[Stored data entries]
//! roomcast gateway library entry.
//!
//! This crate wires the transport, relay core, and speech service into a
//! cohesive relay stack. It is intended to be consumed by the binary
//! (`main.rs`) and by integration tests.

pub mod app_state;
pub mod config;
pub mod relay;
pub mod router;
pub mod services;
pub mod transport;
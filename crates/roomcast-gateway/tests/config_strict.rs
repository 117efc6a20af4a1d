#![allow(clippy::unwrap_used)]
#![allow(clippy::expect_used)]
#![allow(clippy::panic)]

use roomcast_gateway::config;

#[test]
fn deny_unknown_fields_nested() {
    let bad = r#"
version: 1
relay:
  listen: "0.0.0.0:8080"
  max_frame_bytez: 123 # typo should fail
"#;

    let err = config::load_from_str(bad).expect_err("must fail");
    assert_eq!(err.client_code().as_str(), "BAD_REQUEST");
}

#[test]
fn ok_minimal_config() {
    let ok = r#"
version: 1
"#;
    let cfg = config::load_from_str(ok).expect("must parse");
    assert_eq!(cfg.version, 1);
    assert_eq!(cfg.relay.listen, "0.0.0.0:8080");
    assert_eq!(cfg.relay.max_frame_bytes, 5 * 1024 * 1024);
    assert_eq!(cfg.speech.transcription_room, "transcription");
}

#[test]
fn version_must_be_one() {
    let bad = r#"
version: 2
"#;
    let err = config::load_from_str(bad).expect_err("must fail");
    assert_eq!(err.client_code().as_str(), "UNSUPPORTED_VERSION");
}

#[test]
fn idle_timeout_must_exceed_ping_interval() {
    let bad = r#"
version: 1
relay:
  ping_interval_ms: 30000
  idle_timeout_ms: 20000
"#;
    let err = config::load_from_str(bad).expect_err("must fail");
    assert_eq!(err.client_code().as_str(), "BAD_REQUEST");
}

#[test]
fn frame_cap_floor_is_enforced() {
    let bad = r#"
version: 1
relay:
  max_frame_bytes: 16
"#;
    let err = config::load_from_str(bad).expect_err("must fail");
    assert_eq!(err.client_code().as_str(), "BAD_REQUEST");
}

#[test]
fn blank_transcription_room_rejected() {
    let bad = r#"
version: 1
speech:
  transcription_room: "  "
"#;
    let err = config::load_from_str(bad).expect_err("must fail");
    assert_eq!(err.client_code().as_str(), "BAD_REQUEST");
}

THE TASK:
Which lines of the data include the string "clippy"? Find them and copy each one.

RESULT OF THE TASK:
#![allow(clippy::unwrap_used)]
#![allow(clippy::expect_used)]
#![allow(clippy::panic)]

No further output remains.